Showing that a sequence converges in norm

Question

I am trying to prove the following:

Let $X$ be a normed linear space satisfying the property: $\forall \left\{x_n\right\}, \left\{y_n\right\} \subseteq X $, we have $\|x_n\|=\|y_n\|=1, \|x_n+y_n\|\rightarrow 2 \Rightarrow \|x_n-y_n\|\rightarrow 0.$

If $\left\{z_n\right\} \subseteq X$ converges to $z\in X$ weakly (meaning $\displaystyle \lim_{n\rightarrow \infty} f(z_n)=z$ for all $f\in X^*$) and $\|z_n\| \rightarrow \|z\|$, then $\|z_n-z\|\rightarrow 0$.

Here is what I am trying to do:

I can consider $\left\{z \right\}$ as a sequence in $X$. I want to show that $\|z_n+z\|\rightarrow 2$. Well, since $\|z_n\| \rightarrow \|z\|=1$, then since $\|z_n+z\|\leq\|z_n\|+\|z\|$, then $\displaystyle \lim_{n\rightarrow \infty} \|z_n+z\| \leq 2\|z\|=2$.

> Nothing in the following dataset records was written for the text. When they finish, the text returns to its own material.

//! Embedding router - cache-aware single and batch embedding retrieval

use std::sync::Arc;

use tracing::{debug, instrument, warn};

use crate::domain::cache::{CacheInfo, CacheKey, EmbeddingCache, Metadata};
use crate::domain::embedding::{EmbeddingProvider, EmbeddingRequest, Vector};
use crate::domain::memory::validate_text;
use crate::domain::DomainError;
use crate::infrastructure::observability::{record_cache_lookup, record_provider_call};

/// Routes embedding lookups between the cache and the provider
///
/// Batch lookups make at most one provider call, carrying only the texts the
/// cache could not answer, and always return vectors in input order.
#[derive(Debug)]
pub struct EmbeddingRouter {
    model: String,
    cache: Arc<dyn EmbeddingCache>,
    provider: Arc<dyn EmbeddingProvider>,
}

impl EmbeddingRouter {
    pub fn new(
        model: impl Into<String>,
        cache: Arc<dyn EmbeddingCache>,
        provider: Arc<dyn EmbeddingProvider>,
    ) -> Self {
        Self {
            model: model.into(),
            cache,
            provider,
        }
    }

    pub fn model(&self) -> &str {
        &self.model
    }

    /// Embedding for one text, served from the cache when allowed
    #[instrument(skip(self, text, metadata), fields(model = %self.model))]
    pub async fn get_embedding(
        &self,
        text: &str,
        use_cache: bool,
        metadata: Option<&Metadata>,
    ) -> Result<Vector, DomainError> {
        if !validate_text(text) {
            return Err(DomainError::validation("Text must be a non-empty string"));
        }

        let key = CacheKey::for_text(text);

        if use_cache {
            if let Some(entry) = self.cache.load(&key).await {
                record_cache_lookup(&self.model, 1, 0);
                debug!(key = %key, "Embedding cache hit");
                return Ok(entry.embedding);
            }

            record_cache_lookup(&self.model, 0, 1);
            debug!(key = %key, "Embedding cache miss");
        }

        let vector = self
            .request_embeddings(vec![text.to_string()])
            .await
            .map_err(|e| e.with_context("Failed to generate embedding"))?
            .pop()
            .ok_or_else(|| DomainError::internal("Provider reply carried no embedding"))?;

        if use_cache {
            if let Err(e) = self.cache.save(&key, &vector, metadata).await {
                warn!(key = %key, "Failed to cache embedding: {}", e);
            }
        }

        Ok(vector)
    }

    /// Embeddings for several texts, in input order
    ///
    /// Duplicate texts are looked up independently and are not merged.
    #[instrument(skip(self, texts, metadata), fields(model = %self.model, count = texts.len()))]
    pub async fn get_embeddings(
        &self,
        texts: &[String],
        use_cache: bool,
        metadata: Option<&[Metadata]>,
    ) -> Result<Vec<Vector>, DomainError> {
        Self::validate_batch(texts, metadata)?;

        let mut slots: Vec<Option<Vector>> = vec![None; texts.len()];
        let mut pending: Vec<usize> = Vec::new();

        if use_cache {
            let keys: Vec<CacheKey> = texts.iter().map(|t| CacheKey::for_text(t)).collect();
            let entries = self.cache.load_batch(&keys).await;

            for (idx, entry) in entries.into_iter().enumerate() {
                match entry {
                    Some(entry) => slots[idx] = Some(entry.embedding),
                    None => pending.push(idx),
                }
            }

            let hits = texts.len() - pending.len();
            record_cache_lookup(&self.model, hits, pending.len());
            debug!(hits, misses = pending.len(), "Batch cache lookup");
        } else {
            pending.extend(0..texts.len());
        }

        if !pending.is_empty() {
            let pending_texts: Vec<String> = pending.iter().map(|&i| texts[i].clone()).collect();

            let vectors = self
                .request_embeddings(pending_texts)
                .await
                .map_err(|e| e.with_context("Failed to generate batch embeddings"))?;

            if use_cache {
                self.cache_fresh(texts, &pending, &vectors, metadata).await;
            }

            for (&idx, vector) in pending.iter().zip(vectors) {
                slots[idx] = Some(vector);
            }
        }

        slots
            .into_iter()
            .enumerate()
            .map(|(idx, slot)| {
                slot.ok_or_else(|| {
                    DomainError::internal(format!("No embedding produced for index {}", idx))
                })
            })
            .collect()
    }

    /// Remove every cached embedding
    pub async fn clear_cache(&self) -> Result<usize, DomainError> {
        self.cache.clear().await
    }

    pub async fn cache_info(&self) -> Result<CacheInfo, DomainError> {
        self.cache.info().await
    }

    fn validate_batch(texts: &[String], metadata: Option<&[Metadata]>) -> Result<(), DomainError> {
        if texts.is_empty() {
            return Err(DomainError::validation("Texts must be a non-empty list"));
        }

        if let Some(idx) = texts.iter().position(|t| !validate_text(t)) {
            return Err(DomainError::validation(format!(
                "Text at index {} must be a non-empty string",
                idx
            )));
        }

        if let Some(metadata) = metadata {
            if metadata.len() != texts.len() {
                return Err(DomainError::validation(format!(
                    "Metadata length ({}) must match texts length ({})",
                    metadata.len(),
                    texts.len()
                )));
            }
        }

        Ok(())
    }

    /// One provider call; the reply must carry exactly one vector per text
    async fn request_embeddings(&self, texts: Vec<String>) -> Result<Vec<Vector>, DomainError> {
        let count = texts.len();
        let request = EmbeddingRequest::new(self.model.clone(), texts);

        let result = self.provider.embed(request).await;
        record_provider_call(&self.model, count, result.is_ok());
        let response = result?;

        if response.len() != count {
            return Err(DomainError::provider(
                self.provider.provider_name(),
                format!("Expected {} embeddings, got {}", count, response.len()),
            ));
        }

        Ok(response.into_ordered_vectors())
    }

    async fn cache_fresh(
        &self,
        texts: &[String],
        pending: &[usize],
        vectors: &[Vector],
        metadata: Option<&[Metadata]>,
    ) {
        let entries: Vec<(CacheKey, Vector)> = pending
            .iter()
            .zip(vectors)
            .map(|(&idx, vector)| (CacheKey::for_text(&texts[idx]), vector.clone()))
            .collect();

        let pending_metadata: Option<Vec<Metadata>> =
            metadata.map(|m| pending.iter().map(|&idx| m[idx].clone()).collect());

        if let Err(e) = self
            .cache
            .save_batch(&entries, pending_metadata.as_deref())
            .await
        {
            warn!(count = entries.len(), "Failed to cache batch embeddings: {}", e);
        }
    }
}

I can't figure out how to possibly show that $\displaystyle \lim_{n\rightarrow \infty} \|z_n+z\| \geq 2$. How would I even incorporate the weak convergence assumption? Any help would be greatly appreciated! Thank you.

Answer 1

Assume without loss of generality that $\|z\|=1$. You have $$ \|z_n+z\|=\sup\{|f(z_n+z)|:\ f\in X^*,\ \|f\|=1\}. $$ Let $\varepsilon> 0$. Then there exists $f\in X^*$ with $\|f\|=1$ and $f(z)>1-\varepsilon/4$. For all $n$ big enough, $|f(z_n)-f(z)|<\varepsilon/2$. So $$|f(z_n+z)|=|f(z_n)+f(z)|=|f(z_n)-f(z)+2f(z)|> 2f(z)-\varepsilon/2> 2-\varepsilon. $$ Thus $\|z_n+z\|> 2-\varepsilon$, implying that $\lim\|z_n+z\|=2$. Now a little more work is needed, because possibly $\|z_n\|\ne1$ for some or all $n$. But as $\|z_n\|\to1$, this is easily arranged by using $z_n/\|z_n\|$.

Answer 2

To fix the fact that $\|z_n\|$ might not be $1$, as in Martin Argerami's answer: suppose that $z\neq 0$, so that, for large $n$, $\|z_n\|\geq\varepsilon$ for some fixed $\varepsilon$. Set $y_n=\frac{z_n}{\|z_n\|}$, and $y=\frac{z}{\|z\|}$. Then, if $f\in X^*$, $$|f(y_n-y)|=\left|f\left(\frac{z_n\|z\|-z\|z_n\|}{\|z_n\|\|z\|}\right)\right|\leq\frac{1}{\varepsilon\|z\|}|f(z_n\|z\|-z\|z_n\|)|\leq$$$$\frac{1}{\varepsilon}|f(z_n-z)|+\frac{|\|z_n\|-\|z\||}{\varepsilon\|z\|}|f(z)|,$$ which converges to $0$. Then, apply Martin Argerami's argument to $y_n$ and $y$.

Answer 3

Use the norm identity

$$ \|x\|=\sup_{\substack{f\in X^*,\\ \|f\|_*=1}}|f(x)|$$

Then for a given $n$,

$$ \| z_n - z\| = \sup_{\substack{f\in X^*,\\ \|f\|_*=1}}|f(z_n - z)| \ge |f(z_n-z)|$$

for every $f \in X^\ast$. In particular, by the Hahn-Banach theorem there exists a linear functional $f_n \in X^\ast$ with the property $f_n(z_n -z) = 2$. To see this let $u$ be any element in $X$ not in the closure of the linear span of $z,z_n$. Then the space $U$ generated by $u$ is a subspace of $X$ such that $z_n,z$ are not in its closure. Hence there exists a linear functional $f'_n$ with $f'_n(z_n-z) = 1$ and hence $f_n(x) = 2f'_n(x)$ is a linear functional with $f_n(z_n-z) = 2$. Hence for every $n$, $\|z_n -z\|\ge 2$ and hence $\lim \|z_n-z\| \ge 2$.